### Task requirements
From the entries, copy each line that includes "character".

### Exercise input

//! Git references (branches and HEAD)
//!
//! References are human-readable names pointing to commits:
//! - Direct: containing a commit SHA-1
//! - Symbolic: pointing to another reference (e.g., HEAD -> refs/heads/master)
//!
//! Branch values are read from the loose ref file first and from `packed-refs`
//! second. Updates use git's lockfile protocol: `<ref>.lock` is created exclusively,
//! the current value is compared against the expected one while the lock is held,
//! and the lock file is renamed over the ref to publish the new value.

use crate::artifacts::branch::branch_name::{BranchName, SymRefName};
use crate::artifacts::branch::ref_update::RefUpdate;
use crate::artifacts::objects::object_id::ObjectId;
use anyhow::Context;
use derive_new::new;
use std::ffi::OsString;
use std::fs::File;
use std::io::Write;
use std::path::{Path, PathBuf};

#[derive(Debug, new)]
pub struct Refs {
    /// Path to the git directory
    path: Box<Path>,
}

/// Regex pattern for parsing symbolic references
const SYMREF_REGEX: &str = r"^ref: (.+)$";

/// Name of the HEAD reference
pub const HEAD_REF_NAME: &str = "HEAD";

const PACKED_REFS_FILE: &str = "packed-refs";

/// Internal representation of a reference value
#[derive(Debug, Clone)]
enum SymRefOrOid {
    /// Symbolic reference pointing to another ref
    SymRef { sym_ref_name: SymRefName },
    /// Direct object ID
    Oid(ObjectId),
}

impl SymRefOrOid {
    fn read_symref_or_oid(path: &Path) -> anyhow::Result<Option<SymRefOrOid>> {
        if !path.is_file() {
            return Ok(None);
        }

        let content = std::fs::read_to_string(path)
            .with_context(|| format!("failed to read ref file at {:?}", path))?;
        let content = content.trim();

        if content.is_empty() {
            return Ok(None);
        }

        let symref_match = regex::Regex::new(SYMREF_REGEX)?.captures(content);
        if let Some(symref_match) = symref_match {
            Ok(Some(SymRefOrOid::SymRef {
                sym_ref_name: SymRefName::new(symref_match[1].to_string()),
            }))
        } else {
            Ok(Some(SymRefOrOid::Oid(ObjectId::try_parse(
                content.to_string(),
            )?)))
        }
    }
}

/// Exclusive `<ref>.lock` file; removed on drop unless committed
#[derive(Debug)]
struct RefLock {
    lock_path: PathBuf,
    ref_path: PathBuf,
    file: Option<File>,
}

impl RefLock {
    /// Returns `None` when another writer already holds the lock
    fn acquire(ref_path: &Path) -> anyhow::Result<Option<Self>> {
        let parent = ref_path
            .parent()
            .with_context(|| format!("invalid ref path {:?}", ref_path))?;
        std::fs::create_dir_all(parent)
            .with_context(|| format!("failed to create ref directory {:?}", parent))?;

        let mut lock_path = OsString::from(ref_path.as_os_str());
        lock_path.push(".lock");
        let lock_path = PathBuf::from(lock_path);

        match std::fs::OpenOptions::new()
            .write(true)
            .create_new(true)
            .open(&lock_path)
        {
            Ok(file) => Ok(Some(RefLock {
                lock_path,
                ref_path: ref_path.to_path_buf(),
                file: Some(file),
            })),
            Err(err) if err.kind() == std::io::ErrorKind::AlreadyExists => Ok(None),
            Err(err) => {
                Err(err).with_context(|| format!("failed to create lock file {:?}", lock_path))
            }
        }
    }

    fn commit(mut self, oid: &ObjectId) -> anyhow::Result<()> {
        let mut file = self.file.take().context("ref lock already committed")?;
        let written = writeln!(file, "{oid}").and_then(|_| file.sync_all());
        drop(file);

        let published =
            written.and_then(|_| std::fs::rename(&self.lock_path, &self.ref_path));
        if published.is_err() {
            let _ = std::fs::remove_file(&self.lock_path);
        }

        published.with_context(|| {
            format!(
                "failed to move {:?} into place at {:?}",
                self.lock_path, self.ref_path
            )
        })
    }
}

impl Drop for RefLock {
    fn drop(&mut self) {
        // still holding the handle means the update was abandoned
        if self.file.take().is_some() {
            let _ = std::fs::remove_file(&self.lock_path);
        }
    }
}

impl Refs {
    /// Get the current symbolic reference
    ///
    /// Follows symbolic references recursively to find the final direct reference.
    /// For example, if HEAD points to refs/heads/main, returns refs/heads/main.
    ///
    /// # Arguments
    ///
    /// * `source` - Starting reference (defaults to HEAD if None)
    pub fn current_ref(&self, source: Option<SymRefName>) -> anyhow::Result<SymRefName> {
        let source = source.unwrap_or_else(|| SymRefName::new(HEAD_REF_NAME.to_string()));

        let ref_content =
            SymRefOrOid::read_symref_or_oid(self.path.join(source.as_ref_path()).as_path())?;

        match ref_content {
            Some(SymRefOrOid::SymRef { sym_ref_name }) => Ok(self.current_ref(Some(sym_ref_name))?),
            Some(_) | None => Ok(source),
        }
    }

    /// Branch HEAD points at, or `None` for a detached HEAD
    pub fn current_branch(&self) -> anyhow::Result<Option<BranchName>> {
        let current_ref = self.current_ref(None)?;

        if current_ref.is_detached_head() {
            return Ok(None);
        }

        BranchName::try_parse_sym_ref_name(&current_ref).map(Some)
    }

    /// Current head of a branch, `None` if the branch does not exist
    pub fn read_branch(&self, branch_name: &BranchName) -> anyhow::Result<Option<ObjectId>> {
        let sym_ref_name = branch_name.to_sym_ref_name();

        match SymRefOrOid::read_symref_or_oid(&self.branch_path(branch_name))? {
            Some(SymRefOrOid::Oid(oid)) => Ok(Some(oid)),
            Some(SymRefOrOid::SymRef { sym_ref_name }) => anyhow::bail!(
                "branch {} is a symbolic ref to {}, refusing to update it",
                branch_name,
                sym_ref_name
            ),
            None => self.read_packed_ref(&sym_ref_name),
        }
    }

    /// Point a new branch at `oid`, unless the branch appeared in the meantime
    pub fn create_branch_if_absent(
        &self,
        branch_name: &BranchName,
        oid: &ObjectId,
    ) -> anyhow::Result<RefUpdate> {
        let Some(lock) = RefLock::acquire(&self.branch_path(branch_name))? else {
            return Ok(RefUpdate::Conflict {
                expected: None,
                actual: self.read_branch(branch_name)?,
            });
        };

        let actual = self.read_branch(branch_name)?;
        if actual.is_some() {
            return Ok(RefUpdate::Conflict {
                expected: None,
                actual,
            });
        }

        lock.commit(oid)?;
        Ok(RefUpdate::Created(oid.clone()))
    }

    /// Move a branch from `expected` to `new`, unless another writer moved it first
    pub fn swap_branch(
        &self,
        branch_name: &BranchName,
        expected: &ObjectId,
        new: &ObjectId,
    ) -> anyhow::Result<RefUpdate> {
        let Some(lock) = RefLock::acquire(&self.branch_path(branch_name))? else {
            return Ok(RefUpdate::Conflict {
                expected: Some(expected.clone()),
                actual: self.read_branch(branch_name)?,
            });
        };

        let actual = self.read_branch(branch_name)?;
        if actual.as_ref() != Some(expected) {
            return Ok(RefUpdate::Conflict {
                expected: Some(expected.clone()),
                actual,
            });
        }

        lock.commit(new)?;
        Ok(RefUpdate::Advanced {
            from: expected.clone(),
            to: new.clone(),
        })
    }

    /// Create or advance a branch depending on the head observed earlier
    pub fn update_branch(
        &self,
        branch_name: &BranchName,
        old_head: Option<&ObjectId>,
        new: &ObjectId,
    ) -> anyhow::Result<RefUpdate> {
        match old_head {
            Some(old_head) => self.swap_branch(branch_name, old_head, new),
            None => self.create_branch_if_absent(branch_name, new),
        }
    }

    fn read_packed_ref(&self, sym_ref_name: &SymRefName) -> anyhow::Result<Option<ObjectId>> {
        let packed_refs_path = self.path.join(PACKED_REFS_FILE);
        if !packed_refs_path.is_file() {
            return Ok(None);
        }

        let content = std::fs::read_to_string(&packed_refs_path)
            .with_context(|| format!("failed to read {:?}", packed_refs_path))?;

        content
            .lines()
            // comments carry the header, `^` lines the peeled value of the tag above
            .filter(|line| !line.starts_with('#') && !line.starts_with('^'))
            .filter_map(|line| line.split_once(' '))
            .find(|(_, name)| name.trim() == sym_ref_name.as_ref_path())
            .map(|(oid, _)| ObjectId::try_parse(oid.to_string()))
            .transpose()
    }

    fn branch_path(&self, branch_name: &BranchName) -> PathBuf {
        self.path.join(branch_name.to_sym_ref_name().as_ref_path())
    }
}
//! Tree entry modes
//!
//! Git records only four kinds of tree entry. Leaves carry a [`FileMode`]; subtrees are
//! marked with [`EntryMode::Directory`].

#[derive(Debug, Clone, Copy, Eq, Ord, Default, PartialEq, PartialOrd, Hash)]
pub enum FileMode {
    #[default]
    Regular,
    Executable,
    Symlink,
}

impl FileMode {
    /// Classify raw permission bits: any of the owner/group/other execute bits
    /// makes the file executable.
    pub fn from_permission_bits(mode: u32) -> Self {
        if mode & 0o111 != 0 {
            FileMode::Executable
        } else {
            FileMode::Regular
        }
    }
}

#[derive(Debug, Clone, Copy, Eq, Ord, Default, PartialEq, PartialOrd, Hash)]
pub enum EntryMode {
    File(FileMode),
    #[default]
    Directory,
}

impl EntryMode {
    pub fn as_str(&self) -> &str {
        match self {
            EntryMode::File(FileMode::Regular) => "100644",
            EntryMode::File(FileMode::Executable) => "100755",
            EntryMode::File(FileMode::Symlink) => "120000",
            EntryMode::Directory => "40000",
        }
    }

    pub fn is_directory(&self) -> bool {
        matches!(self, EntryMode::Directory)
    }

    pub fn from_octal_str(value: &str) -> anyhow::Result<Self> {
        EntryMode::try_from(value)
    }
}

impl From<FileMode> for EntryMode {
    fn from(mode: FileMode) -> Self {
        EntryMode::File(mode)
    }
}

impl TryFrom<&str> for EntryMode {
    type Error = anyhow::Error;

    fn try_from(value: &str) -> anyhow::Result<Self> {
        match value {
            "100644" => Ok(EntryMode::File(FileMode::Regular)),
            "100755" => Ok(EntryMode::File(FileMode::Executable)),
            "120000" => Ok(EntryMode::File(FileMode::Symlink)),
            "40000" | "040000" => Ok(EntryMode::Directory),
            _ => Err(anyhow::anyhow!("Invalid entry mode: {value}")),
        }
    }
}
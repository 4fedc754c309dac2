use crate::artifacts::objects::entry_mode::FileMode;
use crate::artifacts::sources::{Source, SourceEntry, expand_home};
use crate::errors::ImportError;
use anyhow::Context;
use is_executable::IsExecutable;
use std::fs::FileType;
use std::os::unix::fs::FileTypeExt;
use std::path::{Path, PathBuf};
use tracing::warn;
use walkdir::WalkDir;

/// A file or a directory tree on the local filesystem
///
/// Directories are walked without following symbolic links; links are recorded as
/// symlink entries holding their target. Paths are relative to the root directory,
/// a single file root yields its base name.
#[derive(Debug)]
pub struct FilesystemSource {
    root: PathBuf,
    origin: String,
    is_dir: bool,
}

impl FilesystemSource {
    pub fn open(root: PathBuf) -> anyhow::Result<Self> {
        let metadata = std::fs::symlink_metadata(&root)
            .with_context(|| format!("cannot read {}", root.display()))?;
        // a root that links to a directory is walked like the directory itself
        let is_dir = metadata.is_dir() || (metadata.is_symlink() && root.is_dir());

        Ok(Self {
            origin: root.display().to_string(),
            root,
            is_dir,
        })
    }

    fn full_path(&self, path: &str) -> PathBuf {
        if self.is_dir {
            self.root.join(path)
        } else {
            self.root.clone()
        }
    }

    fn relative_path(&self, path: &Path) -> anyhow::Result<String> {
        let relative = path.strip_prefix(&self.root).with_context(|| {
            format!("{} is outside of {}", path.display(), self.root.display())
        })?;

        let components = relative
            .components()
            .map(|component| {
                component.as_os_str().to_str().ok_or_else(|| ImportError::InvalidPath {
                    origin: self.origin.clone(),
                    path: relative.display().to_string(),
                    reason: "file name is not valid UTF-8".to_string(),
                })
            })
            .collect::<Result<Vec<_>, _>>()?;

        Ok(components.join("/"))
    }

    fn unsupported(&self, path: &Path, file_type: FileType) -> ImportError {
        ImportError::UnsupportedEntry {
            origin: self.origin.clone(),
            path: path.display().to_string(),
            kind: describe(file_type).to_string(),
        }
    }
}

impl Source for FilesystemSource {
    fn origin(&self) -> &str {
        &self.origin
    }

    fn enumerate(&self) -> Box<dyn Iterator<Item = anyhow::Result<String>> + '_> {
        if !self.is_dir {
            let name: anyhow::Result<String> = self
                .root
                .file_name()
                .and_then(|name| name.to_str())
                .map(str::to_string)
                .ok_or_else(|| {
                    ImportError::InvalidPath {
                        origin: self.origin.clone(),
                        path: self.root.display().to_string(),
                        reason: "file name is missing or not valid UTF-8".to_string(),
                    }
                    .into()
                });
            return Box::new(std::iter::once(name));
        }

        let entries = WalkDir::new(&self.root)
            .follow_links(false)
            .min_depth(1)
            .sort_by_file_name()
            .into_iter()
            .filter_map(move |entry| {
                let entry = match entry {
                    Ok(entry) => entry,
                    Err(err) => {
                        return Some(Err(anyhow::Error::new(err)
                            .context(format!("cannot walk {}", self.root.display()))));
                    }
                };

                let file_type = entry.file_type();
                if file_type.is_dir() {
                    None
                } else if file_type.is_file() || file_type.is_symlink() {
                    Some(self.relative_path(entry.path()))
                } else {
                    Some(Err(self.unsupported(entry.path(), file_type).into()))
                }
            });

        Box::new(entries)
    }

    fn fetch(&self, path: &str) -> anyhow::Result<SourceEntry> {
        let full_path = self.full_path(path);
        let metadata = std::fs::symlink_metadata(&full_path)
            .with_context(|| format!("cannot read {}", full_path.display()))?;
        let file_type = metadata.file_type();

        if file_type.is_symlink() {
            let target = std::fs::read_link(&full_path)
                .with_context(|| format!("cannot read link {}", full_path.display()))?;

            Ok(SourceEntry::new(
                FileMode::Symlink,
                target.into_os_string().into_encoded_bytes(),
            ))
        } else if file_type.is_file() {
            let content = std::fs::read(&full_path)
                .with_context(|| format!("cannot read {}", full_path.display()))?;
            let mode = match full_path.is_executable() {
                true => FileMode::Executable,
                false => FileMode::Regular,
            };

            Ok(SourceEntry::new(mode, content))
        } else {
            Err(self.unsupported(&full_path, file_type).into())
        }
    }
}

fn describe(file_type: FileType) -> &'static str {
    if file_type.is_fifo() {
        "fifo"
    } else if file_type.is_socket() {
        "socket"
    } else if file_type.is_block_device() {
        "block device"
    } else if file_type.is_char_device() {
        "character device"
    } else {
        "file type"
    }
}

/// Factory for `file:` specs
///
/// Expands `~` and wildcards. A wildcard without matches opens nothing; a literal
/// path must exist.
pub fn open_all(location: &str) -> anyhow::Result<Vec<Box<dyn Source>>> {
    let expanded = expand_home(location)?;

    if !location.contains(['*', '?', '[']) {
        if std::fs::symlink_metadata(&expanded).is_err() {
            anyhow::bail!("no such file or directory: {}", expanded.display());
        }
        return Ok(vec![Box::new(FilesystemSource::open(expanded)?)]);
    }

    let pattern = expanded
        .to_str()
        .with_context(|| format!("pattern {location:?} is not valid UTF-8"))?;
    let sources = glob::glob(pattern)
        .with_context(|| format!("invalid wildcard pattern {location:?}"))?
        .map(|path| {
            let path = path.with_context(|| format!("cannot expand {location:?}"))?;
            Ok(Box::new(FilesystemSource::open(path)?) as Box<dyn Source>)
        })
        .collect::<anyhow::Result<Vec<_>>>()?;

    if sources.is_empty() {
        warn!("{location} does not match any file");
    }

    Ok(sources)
}
use anyhow::Context;
use regex::Regex;

/// A single include or exclude expression
#[derive(Debug, Clone, PartialEq, Eq)]
pub enum Pattern {
    /// Shell glob, matched against the whole path
    Glob(String),
    /// Raw regular expression, anchored at the start of the path only
    Regex(String),
}

impl Pattern {
    fn compile(&self) -> anyhow::Result<Regex> {
        match self {
            Pattern::Glob(glob) => Regex::new(&glob_to_regex(glob))
                .with_context(|| format!("invalid glob pattern {glob:?}")),
            Pattern::Regex(raw) => Regex::new(&format!("^(?:{raw})"))
                .with_context(|| format!("invalid regular expression {raw:?}")),
        }
    }
}

/// Decides which enumerated paths make it into the tree
///
/// A path is accepted when the include list is empty or one include matches, and
/// no exclude matches. Excludes veto includes.
#[derive(Debug, Clone, Default)]
pub struct PathFilter {
    includes: Vec<Regex>,
    excludes: Vec<Regex>,
}

impl PathFilter {
    pub fn empty() -> Self {
        Self::default()
    }

    pub fn new(includes: &[Pattern], excludes: &[Pattern]) -> anyhow::Result<Self> {
        Ok(Self {
            includes: includes
                .iter()
                .map(Pattern::compile)
                .collect::<anyhow::Result<_>>()?,
            excludes: excludes
                .iter()
                .map(Pattern::compile)
                .collect::<anyhow::Result<_>>()?,
        })
    }

    pub fn accepts(&self, path: &str) -> bool {
        let included =
            self.includes.is_empty() || self.includes.iter().any(|re| re.is_match(path));

        included && !self.excludes.iter().any(|re| re.is_match(path))
    }
}

/// Translate a shell glob into a fully anchored regular expression
///
/// Follows `fnmatch` semantics: `*` and `?` also match `/`, `[...]` is a character
/// class and `[!...]` its negation. An unterminated `[` is a literal.
pub fn glob_to_regex(glob: &str) -> String {
    let chars: Vec<char> = glob.chars().collect();
    let mut regex = String::from("^(?s:");
    let mut i = 0;

    while i < chars.len() {
        let c = chars[i];
        i += 1;

        match c {
            '*' => {
                // consecutive stars are equivalent to one
                while i < chars.len() && chars[i] == '*' {
                    i += 1;
                }
                regex.push_str(".*");
            }
            '?' => regex.push('.'),
            '[' => {
                let mut j = i;
                if j < chars.len() && chars[j] == '!' {
                    j += 1;
                }
                if j < chars.len() && chars[j] == ']' {
                    j += 1;
                }
                while j < chars.len() && chars[j] != ']' {
                    j += 1;
                }

                if j >= chars.len() {
                    regex.push_str(r"\[");
                    continue;
                }

                let class = &chars[i..j];
                i = j + 1;

                regex.push('[');
                let mut members = class.iter().peekable();
                match members.peek() {
                    Some('!') => {
                        regex.push('^');
                        members.next();
                    }
                    Some('^') => {
                        regex.push_str(r"\^");
                        members.next();
                    }
                    _ => {}
                }
                for member in members {
                    match member {
                        '\\' | '[' | ']' | '&' | '~' => {
                            regex.push('\\');
                            regex.push(*member);
                        }
                        _ => regex.push(*member),
                    }
                }
                regex.push(']');
            }
            _ => regex.push_str(&regex::escape(&c.to_string())),
        }
    }

    regex.push_str(r")\z");
    regex
}
//! Git object types and operations
//!
//! Git stores all content as objects identified by SHA-1 hashes. The importer writes
//! three of them:
//!
//! - **Blob**: File content (raw bytes)
//! - **Tree**: Directory listing (names, modes, and object IDs)
//! - **Commit**: Snapshot with metadata (author, message, parent commit, tree)
//!
//! All objects implement serialization/deserialization for the Git object format:
//! `<type> <size>\0<content>`

pub mod blob;
pub mod commit;
pub mod encoding;
pub mod entry_mode;
pub mod object;
pub mod object_id;
pub mod object_type;
pub mod tree;

/// Length of a SHA-1 hash in hexadecimal format
pub const OBJECT_ID_LENGTH: usize = 40;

### Problem solution
        "character device"
/// Follows `fnmatch` semantics: `*` and `?` also match `/`, `[...]` is a character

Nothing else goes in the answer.